BEGIN

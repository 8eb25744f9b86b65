/// Shared helpers for unit tests

use std::sync::{Arc, Mutex};

use crate::log::{LogEntry, Logger};

/// Logger that captures entries for verification
pub struct CaptureLogger {
    entries: Arc<Mutex<Vec<LogEntry>>>,
}

impl CaptureLogger {
    pub fn new() -> (Self, Arc<Mutex<Vec<LogEntry>>>) {
        let entries = Arc::new(Mutex::new(Vec::new()));
        (Self { entries: entries.clone() }, entries)
    }
}

impl Logger for CaptureLogger {
    fn log(&self, entry: &LogEntry) {
        self.entries.lock().unwrap().push(entry.clone());
    }
}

END

### Task requirements:
Copy out the records above without altering anything.

### Output for this exercise:
repository 8eb25744f9b86b65
/// Shared helpers for unit tests

use std::sync::{Arc, Mutex};

use crate::log::{LogEntry, Logger};

/// Logger that captures entries for verification
pub struct CaptureLogger {
    entries: Arc<Mutex<Vec<LogEntry>>>,
}

impl CaptureLogger {
    pub fn new() -> (Self, Arc<Mutex<Vec<LogEntry>>>) {
        let entries = Arc::new(Mutex::new(Vec::new()));
        (Self { entries: entries.clone() }, entries)
    }
}

impl Logger for CaptureLogger {
    fn log(&self, entry: &LogEntry) {
        self.entries.lock().unwrap().push(entry.clone());
    }
}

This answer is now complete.